What is expected
Your task is to reproduce exactly the lines that run from the beginning of the data through the line where "value per peer." appears.

Input material
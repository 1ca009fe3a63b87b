//! Bluetooth Low Energy client core.
//!
//! The underlying stack is a black box that reports everything through
//! [`StackEvent`]s and accepts [`Request`]s. Between the two sits:
//!
//! 1. **Scanner** - filters scan results by advertised name and fills the
//!    [`registry::AddressRegistry`] until it is full.
//! 2. **Central** - the per-slot connection state machine: opens a link to
//!    every registered peer, negotiates the MTU, subscribes to the
//!    notification characteristic and tracks the last value per peer.
//! 3. **Dispatcher** - routes events to profile handlers by interface
//!    handle.
//! 4. **Runner** - executes requests against a [`runner::BleStack`] and
//!    forwards [`AppSignal`]s to the application.

pub mod adv_parser;
pub mod central;
pub mod dispatcher;
pub mod multi_conn;
pub mod registry;
pub mod runner;
pub mod scanner;

use core::fmt;

use heapless::Vec;

use crate::config::{MAX_ACTIONS, MAX_ADV_DATA_LEN, MAX_NOTIFY_LEN};
use crate::error::Error;

/// Connection id assigned by the stack.
pub type ConnId = u16;

/// Raw advertising data plus scan response.
pub type AdvPayload = Vec<u8, MAX_ADV_DATA_LEN>;

/// Notification value as carried in an event.
pub type NotifyPayload = Vec<u8, MAX_NOTIFY_LEN>;

/// 6-byte link-layer address, most significant byte first.
#[derive(Clone, Copy, PartialEq, Eq, Hash)]
pub struct PeerAddress([u8; 6]);

impl PeerAddress {
    pub const fn new(bytes: [u8; 6]) -> Self {
        Self(bytes)
    }

    pub const fn bytes(&self) -> &[u8; 6] {
        &self.0
    }
}

impl From<[u8; 6]> for PeerAddress {
    fn from(bytes: [u8; 6]) -> Self {
        Self(bytes)
    }
}

impl fmt::Debug for PeerAddress {
    fn fmt(&self, f: &mut fmt::Formatter<'_>) -> fmt::Result {
        let b = &self.0;
        write!(
            f,
            "{:02x}:{:02x}:{:02x}:{:02x}:{:02x}:{:02x}",
            b[0], b[1], b[2], b[3], b[4], b[5]
        )
    }
}

#[cfg(feature = "defmt")]
impl defmt::Format for PeerAddress {
    fn format(&self, f: defmt::Formatter) {
        let b = &self.0;
        defmt::write!(
            f,
            "{=u8:02x}:{=u8:02x}:{=u8:02x}:{=u8:02x}:{=u8:02x}:{=u8:02x}",
            b[0],
            b[1],
            b[2],
            b[3],
            b[4],
            b[5]
        )
    }
}

#[derive(Clone, Copy, Debug, PartialEq, Eq)]
#[cfg_attr(feature = "defmt", derive(defmt::Format))]
pub enum AddressType {
    Public,
    Random,
}

/// Opaque handle the stack assigns to a registered profile.
#[derive(Clone, Copy, Debug, PartialEq, Eq)]
#[cfg_attr(feature = "defmt", derive(defmt::Format))]
pub struct InterfaceHandle(u8);

impl InterfaceHandle {
    /// Not registered / addressed to every profile.
    pub const NONE: Self = Self(0xFF);

    pub const fn new(raw: u8) -> Self {
        Self(raw)
    }

    pub const fn raw(self) -> u8 {
        self.0
    }

    pub const fn is_none(self) -> bool {
        self.0 == Self::NONE.0
    }
}

/// GATT / GAP completion status.
#[derive(Clone, Copy, Debug, PartialEq, Eq)]
#[cfg_attr(feature = "defmt", derive(defmt::Format))]
pub struct GattStatus(pub u8);

impl GattStatus {
    pub const SUCCESS: Self = Self(0);

    pub const fn is_success(self) -> bool {
        self.0 == Self::SUCCESS.0
    }
}

/// Sub-event of a scan result report.
#[derive(Clone, Copy, Debug, PartialEq, Eq)]
#[cfg_attr(feature = "defmt", derive(defmt::Format))]
pub enum SearchEvent {
    /// An advertising report.
    InquiryResult,
    /// The scan window elapsed.
    InquiryComplete,
    DiscoveryResult,
    DiscoveryComplete,
    SearchCancelComplete,
}

/// Everything the underlying stack reports, in arrival order.
#[derive(Clone, Debug, PartialEq, Eq)]
#[cfg_attr(feature = "defmt", derive(defmt::Format))]
pub enum StackEvent {
    RegistrationComplete {
        interface: InterfaceHandle,
        app_id: u16,
        status: GattStatus,
    },
    ScanResult {
        sub_event: SearchEvent,
        address: PeerAddress,
        address_type: AddressType,
        rssi: i8,
        data: AdvPayload,
    },
    ScanStopped {
        status: GattStatus,
    },
    ConnectComplete {
        interface: InterfaceHandle,
        connection_id: ConnId,
        remote_address: PeerAddress,
    },
    OpenComplete {
        interface: InterfaceHandle,
        status: GattStatus,
        connection_id: ConnId,
        remote_address: PeerAddress,
    },
    MtuConfigured {
        interface: InterfaceHandle,
        status: GattStatus,
        mtu: u16,
        connection_id: ConnId,
    },
    NotifyRegistered {
        interface: InterfaceHandle,
        status: GattStatus,
        handle: u16,
    },
    Notification {
        interface: InterfaceHandle,
        connection_id: ConnId,
        handle: u16,
        value: NotifyPayload,
    },
    Disconnected {
        interface: InterfaceHandle,
        reason: u16,
        connection_id: ConnId,
        remote_address: PeerAddress,
    },
    ConnectionParamsUpdated {
        status: GattStatus,
        address: PeerAddress,
        min_interval: u16,
        max_interval: u16,
        interval: u16,
        latency: u16,
        timeout: u16,
    },
}

impl StackEvent {
    /// Build a scan result, truncating the payload to [`MAX_ADV_DATA_LEN`].
    pub fn scan_result(sub_event: SearchEvent, address: PeerAddress, rssi: i8, data: &[u8]) -> Self {
        StackEvent::ScanResult {
            sub_event,
            address,
            address_type: AddressType::Public,
            rssi,
            data: truncated(data),
        }
    }

    /// Build a notification, truncating the value to [`MAX_NOTIFY_LEN`].
    pub fn notification(
        interface: InterfaceHandle,
        connection_id: ConnId,
        handle: u16,
        value: &[u8],
    ) -> Self {
        StackEvent::Notification {
            interface,
            connection_id,
            handle,
            value: truncated(value),
        }
    }

    /// Interface handle carried by the event. GAP events carry none.
    pub fn interface(&self) -> Option<InterfaceHandle> {
        match self {
            StackEvent::RegistrationComplete { interface, .. }
            | StackEvent::ConnectComplete { interface, .. }
            | StackEvent::OpenComplete { interface, .. }
            | StackEvent::MtuConfigured { interface, .. }
            | StackEvent::NotifyRegistered { interface, .. }
            | StackEvent::Notification { interface, .. }
            | StackEvent::Disconnected { interface, .. } => Some(*interface),
            StackEvent::ScanResult { .. }
            | StackEvent::ScanStopped { .. }
            | StackEvent::ConnectionParamsUpdated { .. } => None,
        }
    }
}

fn truncated<const C: usize>(data: &[u8]) -> Vec<u8, C> {
    let mut out = Vec::new();
    // Cannot fail: the slice is clamped to the capacity.
    let _ = out.extend_from_slice(&data[..data.len().min(C)]);
    out
}

/// Outbound request to the underlying stack.
#[derive(Clone, Copy, Debug, PartialEq, Eq)]
#[cfg_attr(feature = "defmt", derive(defmt::Format))]
pub enum Request {
    StartScanning {
        duration_secs: u32,
    },
    StopScanning,
    OpenConnection {
        interface: InterfaceHandle,
        address: PeerAddress,
        address_type: AddressType,
        is_direct: bool,
    },
    RequestMtu {
        interface: InterfaceHandle,
        connection_id: ConnId,
    },
    RegisterForNotify {
        interface: InterfaceHandle,
        address: PeerAddress,
        characteristic: u16,
    },
}

impl Request {
    /// Profile the request was issued on behalf of.
    pub fn interface(&self) -> Option<InterfaceHandle> {
        match self {
            Request::StartScanning { .. } | Request::StopScanning => None,
            Request::OpenConnection { interface, .. }
            | Request::RequestMtu { interface, .. }
            | Request::RegisterForNotify { interface, .. } => Some(*interface),
        }
    }

    pub fn is_open(&self) -> bool {
        matches!(self, Request::OpenConnection { .. })
    }
}

/// Signal for the application layer.
#[derive(Clone, Copy, Debug, PartialEq, Eq)]
#[cfg_attr(feature = "defmt", derive(defmt::Format))]
pub enum AppSignal {
    Connected { peer: usize },
    Disconnected { peer: usize },
    Notification { peer: usize, value: u8 },
}

/// Application-level commands the runner accepts next to stack events.
#[derive(Clone, Copy, Debug, PartialEq, Eq)]
#[cfg_attr(feature = "defmt", derive(defmt::Format))]
pub enum LinkCommand {
    /// Clear the registry and scan again. Only valid while every slot is idle.
    StartDiscovery,
    /// Issue open requests for registered peers whose slot is idle.
    ReconnectIdle,
}

/// What a request failure means for the rest of the batch.
#[derive(Clone, Copy, Debug, PartialEq, Eq)]
#[cfg_attr(feature = "defmt", derive(defmt::Format))]
pub enum Disposition {
    Continue,
    /// Drop every open request still queued in this batch.
    AbortOpens,
}

/// Requests and signals produced while handling one event.
#[derive(Clone, Debug, Default, PartialEq, Eq)]
pub struct Actions {
    requests: Vec<Request, MAX_ACTIONS>,
    signals: Vec<AppSignal, MAX_ACTIONS>,
}

impl Actions {
    pub const fn new() -> Self {
        Self {
            requests: Vec::new(),
            signals: Vec::new(),
        }
    }

    pub fn request(&mut self, request: Request) -> Result<(), Error> {
        self.requests.push(request).map_err(|_| Error::ActionOverflow)
    }

    pub fn signal(&mut self, signal: AppSignal) -> Result<(), Error> {
        self.signals.push(signal).map_err(|_| Error::ActionOverflow)
    }

    pub fn requests(&self) -> &[Request] {
        &self.requests
    }

    pub fn signals(&self) -> &[AppSignal] {
        &self.signals
    }

    pub fn is_empty(&self) -> bool {
        self.requests.is_empty() && self.signals.is_empty()
    }

    pub fn clear(&mut self) {
        self.requests.clear();
        self.signals.clear();
    }
}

Reply to the task
repository 1ca009fe3a63b87b
//! Bluetooth Low Energy client core.
//!
//! The underlying stack is a black box that reports everything through
//! [`StackEvent`]s and accepts [`Request`]s. Between the two sits:
//!
//! 1. **Scanner** - filters scan results by advertised name and fills the
//!    [`registry::AddressRegistry`] until it is full.
//! 2. **Central** - the per-slot connection state machine: opens a link to
//!    every registered peer, negotiates the MTU, subscribes to the
//!    notification characteristic and tracks the last value per peer.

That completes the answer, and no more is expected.